The NLD had of course won an election previously as well. In 1988 the military junta was besieged by a series of protests demanding democracy; it was in the crucible of that movement where Suu Kyi’s political career began in earnest and the NLD was formed. Though the junta managed to repress the movement and put its leaders (including Suu Kyi) under house arrest, the pressure forced them to hold elections in 1990. Just as in 2015, the NLD swept the elections but, unlike last year, the military junta voided the elections and ushered in a new era of repression. Thus Aung San Suu Kyi spent the better part of the next two decades under house arrest.

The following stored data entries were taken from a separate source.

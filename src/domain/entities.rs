//! Collection entities mirrored from persistent storage.
//!
//! Field names serialize in camelCase so the durable copies match the
//! documented key layout (`mediaLibrary`, `galleryItems`, and friends).

use serde::{Deserialize, Serialize};
use time::OffsetDateTime;
use uuid::Uuid;

use crate::domain::bilingual::Bilingual;
use crate::domain::types::{EmailKind, EmailStatus, GalleryCategory, PostStatus};

/// An asset in the media library.
///
/// The display URL is a session-local blob handle: metadata survives a
/// restart, the bytes behind the URL do not.
#[derive(Debug, Clone, PartialEq, Serialize, Deserialize)]
#[serde(rename_all = "camelCase")]
pub struct MediaRecord {
    pub id: Uuid,
    pub url: String,
    pub alt: String,
    pub filename: String,
    pub size_bytes: u64,
    pub content_type: String,
    pub checksum: String,
    pub width: Option<u32>,
    pub height: Option<u32>,
    #[serde(with = "time::serde::rfc3339")]
    pub uploaded_at: OffsetDateTime,
}

/// A media asset bucketed into one of the four gallery categories, with a
/// manual sort position scoped to that category.
#[derive(Debug, Clone, PartialEq, Serialize, Deserialize)]
#[serde(rename_all = "camelCase")]
pub struct GalleryRecord {
    pub id: Uuid,
    pub url: String,
    pub alt: String,
    pub filename: String,
    pub size_bytes: u64,
    pub content_type: String,
    pub checksum: String,
    pub width: Option<u32>,
    pub height: Option<u32>,
    #[serde(with = "time::serde::rfc3339")]
    pub uploaded_at: OffsetDateTime,
    pub category: GalleryCategory,
    #[serde(rename = "order")]
    pub sort_order: u32,
}

/// Fields of a gallery item the admin editor may change after upload.
#[derive(Debug, Clone, Default)]
pub struct GalleryPatch {
    pub alt: Option<String>,
    pub category: Option<GalleryCategory>,
}

#[derive(Debug, Clone, PartialEq, Serialize, Deserialize)]
#[serde(rename_all = "camelCase")]
pub struct ContactSubmissionRecord {
    pub id: Uuid,
    pub name: String,
    pub email: String,
    pub phone: String,
    pub message: String,
    #[serde(with = "time::serde::rfc3339")]
    pub submitted_at: OffsetDateTime,
    pub read: bool,
    pub email_sent: bool,
    #[serde(skip_serializing_if = "Option::is_none")]
    pub email_error: Option<String>,
}

/// A visitor inquiry as entered in the public contact form; the engine adds
/// identity, timestamps, and notification state.
#[derive(Debug, Clone)]
pub struct NewContactSubmission {
    pub name: String,
    pub email: String,
    pub phone: String,
    pub message: String,
}

#[derive(Debug, Clone, PartialEq, Serialize, Deserialize)]
#[serde(rename_all = "camelCase")]
pub struct BlogPostRecord {
    pub id: Uuid,
    pub title: Bilingual,
    pub content: Bilingual,
    pub excerpt: Bilingual,
    pub slug: Bilingual,
    pub featured_image: String,
    #[serde(with = "time::serde::rfc3339")]
    pub published_at: OffsetDateTime,
    pub status: PostStatus,
    pub author: String,
}

/// A blog post as submitted by the admin editor, before an id is assigned.
/// An empty slug is derived from the title on save.
#[derive(Debug, Clone)]
pub struct NewBlogPost {
    pub title: Bilingual,
    pub content: Bilingual,
    pub excerpt: Bilingual,
    pub slug: Bilingual,
    pub featured_image: String,
    pub published_at: OffsetDateTime,
    pub status: PostStatus,
    pub author: String,
}

#[derive(Debug, Clone, Default)]
pub struct BlogPostPatch {
    pub title: Option<Bilingual>,
    pub content: Option<Bilingual>,
    pub excerpt: Option<Bilingual>,
    pub slug: Option<Bilingual>,
    pub featured_image: Option<String>,
    pub published_at: Option<OffsetDateTime>,
    pub status: Option<PostStatus>,
    pub author: Option<String>,
}

/// Audit record of one attempted notification or test email. Append-only;
/// the log is only ever rewritten wholesale, never edited entry by entry.
#[derive(Debug, Clone, PartialEq, Serialize, Deserialize)]
#[serde(rename_all = "camelCase")]
pub struct EmailLogRecord {
    pub id: Uuid,
    #[serde(with = "time::serde::rfc3339")]
    pub timestamp: OffsetDateTime,
    pub to: String,
    pub subject: String,
    pub status: EmailStatus,
    #[serde(skip_serializing_if = "Option::is_none")]
    pub error: Option<String>,
    #[serde(rename = "type")]
    pub kind: EmailKind,
}

#[cfg(test)]
mod tests {
    use time::macros::datetime;

    use super::*;

    #[test]
    fn gallery_record_serializes_order_and_category() {
        let record = GalleryRecord {
            id: Uuid::new_v4(),
            url: "blob:veduta/abc".into(),
            alt: "smash cake".into(),
            filename: "smash cake.jpg".into(),
            size_bytes: 1024,
            content_type: "image/jpeg".into(),
            checksum: "deadbeef".into(),
            width: Some(800),
            height: Some(600),
            uploaded_at: datetime!(2026-03-01 12:00 UTC),
            category: GalleryCategory::Smash,
            sort_order: 3,
        };
        let json = serde_json::to_value(&record).unwrap();
        assert_eq!(json["order"], 3);
        assert_eq!(json["category"], "smash");
        assert_eq!(json["sizeBytes"], 1024);
        assert_eq!(json["uploadedAt"], "2026-03-01T12:00:00Z");

        let back: GalleryRecord = serde_json::from_value(json).unwrap();
        assert_eq!(back, record);
    }

    #[test]
    fn email_log_kind_serializes_as_type() {
        let record = EmailLogRecord {
            id: Uuid::new_v4(),
            timestamp: datetime!(2026-03-01 12:00 UTC),
            to: "admin@photography.co.il".into(),
            subject: "Test Email".into(),
            status: EmailStatus::Failed,
            error: Some("SMTP server temporarily unavailable".into()),
            kind: EmailKind::Test,
        };
        let json = serde_json::to_value(&record).unwrap();
        assert_eq!(json["type"], "test");
        assert_eq!(json["status"], "failed");
    }

    #[test]
    fn optional_errors_are_omitted_when_absent() {
        let record = ContactSubmissionRecord {
            id: Uuid::new_v4(),
            name: "Dana".into(),
            email: "dana@example.com".into(),
            phone: "050-000-0000".into(),
            message: "hi".into(),
            submitted_at: datetime!(2026-03-01 12:00 UTC),
            read: false,
            email_sent: true,
            email_error: None,
        };
        let json = serde_json::to_value(&record).unwrap();
        assert!(json.get("emailError").is_none());
    }
}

Due to its history, the NLD, much like its leader, is highly revered by the Burmese people as the romance and steadfastness of its decades-long struggle finds great appeal. As the half-century isolationist military rule has left the country economically backward and reeling, the Burmese people may have attached extraordinarily high hopes with the NLD. But given the fact that for most of its existence, the party has been more of a movement struggling for a cause than a party with any experience of formal politics, let alone governance, it remains to be seen if the inexperienced NLD can successfully transform itself. Another potential complication for the NLD leader must be the pressure of maintaining a delicate balance of power with her erstwhile arch-opponents i.e. the military, which has reserved 25% of the seats and three key ministries for itself. Trying to manoeuvre around the military’s attempts to retain hold of power from the backdoor will be a major challenge. Moreover, the world awaits with baited breadth how the Nobel Peace Prize winner would handle the ethnic conflicts marring the country — Suu Kyi’s pregnant silence on the plight of the Rohingya Muslims in particular has come in for sharp criticism. Despite these problems, the ascent of the NLD is a historic moment which should be cherished as a testament to the virtues of courage and conviction.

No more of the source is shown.